Elsewhere on the ship, Eos climbs to the crow’s nest and uses magic to message Dash, wanting a private conversation with him. When he joins her, she is blunt about what is bothering her. During the heist, she and Boreal were placed in extreme danger with very little communication and even less instruction, and she knows Hatsu will not take kindly to the idea that so much was done without a real plan. Dash explains that he saw them as the party’s strongest assets, the ones meant to pull the others out of the fire if everything went wrong. He also admits something equally telling: he has never really worked as part of a team before. When Eos asks whether Lysa does not count, Dash explains that he and Lysa began by chasing the same goals as rivals rather than partners. They are a couple now, they have a family now, but the life he comes from was built on isolation. Returning to the subject of the heist, he insists that the best possible outcome was always that they would never need to call on Eos or Boreal at all. They were there as backup, not as the first line. He even briefly wonders whether he should have kept the Telestones Simul Decker gave them, though Eos immediately says no.

When she asks what happens next, Dash says the plan is simple in theory if not in feeling: they go to the bastion, and he hopes that either Lysa or Elandor will have heard something about his mother, because he knows she is in danger. Eos says she wants to write a letter to her own mother, but for now only asks that it be mailed. Then, in a small but meaningful moment of growth, she thanks Dash for not getting them killed. Dash admits that all of this is harder than he expected. It was easier, once, to be selfish. It was easier when he only had to choose for himself. Now he is finding it difficult not to abandon everything and run straight to his mother to make sure she is safe.
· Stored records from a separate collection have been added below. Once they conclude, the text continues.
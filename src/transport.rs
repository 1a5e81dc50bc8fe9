//! Transport capability traits consumed by the acquisition coordinator.
//!
//! The BLE stack itself (adapter discovery, pairing, GATT resolution,
//! notification plumbing) lives behind these traits. The crate only needs
//! three capabilities: subscribe to raw buffers for a characteristic, read a
//! characteristic's current buffer on demand, and learn that the link
//! dropped. UUIDs are passed through verbatim and never interpreted here.

use async_trait::async_trait;
use std::fmt;
use tokio::sync::{mpsc, watch};

/// A failure reported by the transport collaborator.
#[derive(Debug, Clone)]
pub struct TransportError {
    message: String,
}

impl TransportError {
    pub fn new(message: impl Into<String>) -> Self {
        Self {
            message: message.into(),
        }
    }
}

impl fmt::Display for TransportError {
    fn fmt(&self, f: &mut fmt::Formatter<'_>) -> fmt::Result {
        write!(f, "transport error: {}", self.message)
    }
}

impl std::error::Error for TransportError {}

/// Entry point to the wireless stack.
#[async_trait]
pub trait Transport: Send + Sync {
    /// Whether a usable radio/interface is present.
    async fn is_available(&self) -> Result<bool, TransportError>;

    /// Discover a device advertising `service_uuid`.
    ///
    /// `Ok(None)` means discovery completed without a match (or the user
    /// cancelled selection); it is a recoverable outcome, not a failure.
    async fn request_device(
        &self,
        service_uuid: &str,
    ) -> Result<Option<Box<dyn Device>>, TransportError>;
}

/// A discovered device that has not been connected yet.
#[async_trait]
pub trait Device: Send + Sync {
    /// Stable identifier for the device (address or platform id).
    fn id(&self) -> String;

    /// Establish the link and resolve the primary service.
    async fn open(&self) -> Result<Box<dyn Session>, TransportError>;
}

/// An open link to a device.
#[async_trait]
pub trait Session: Send + Sync {
    /// Resolve a characteristic by UUID. Fails if the device lacks it.
    async fn characteristic(&self, uuid: &str) -> Result<Box<dyn Channel>, TransportError>;

    /// A receiver that flips to `true` once when the link is lost.
    fn disconnects(&self) -> watch::Receiver<bool>;
}

/// A resolved characteristic channel.
#[async_trait]
pub trait Channel: Send + Sync {
    /// Subscribe to raw buffer notifications (push delivery).
    ///
    /// The subscription is released by the transport when the session ends;
    /// the receiver then closes.
    async fn subscribe(&self) -> Result<mpsc::Receiver<Vec<u8>>, TransportError>;

    /// Read the characteristic's current buffer (poll delivery).
    async fn read_once(&self) -> Result<Vec<u8>, TransportError>;
}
Eos answers with hard practicality, reminding him that the needs of many outweigh the needs of one. She asks who he prays to, and Dash says he prays to no god at all, only to the universe, or to anyone who might be listening. Then he hugs her, and she lets out a startled squeak.

By the time that conversation ends, Weslyn has finished his work on the egg, and the results are as troubling as they are incomplete. The object pulses with every school of magic in shifting waves, but one force remains constant throughout: Dunamancy. The output is immense. When he lays a hand on the egg and attempts to identify it, the experience overwhelms him. His colors change, his tattoos move, and for a moment it seems as though he might actually break through to understanding, but when the ritual ends it is as if the object has fed him nothing at all. The knowledge slides away from him. The information is not absent so much as it is actively avoiding him. In the end, the only thing he can say with any confidence is that this is the first item, but the last to be placed. That leads him to suspect it is only one part of something larger, either requiring other pieces to function properly or stronger magic than he can currently bring to bear.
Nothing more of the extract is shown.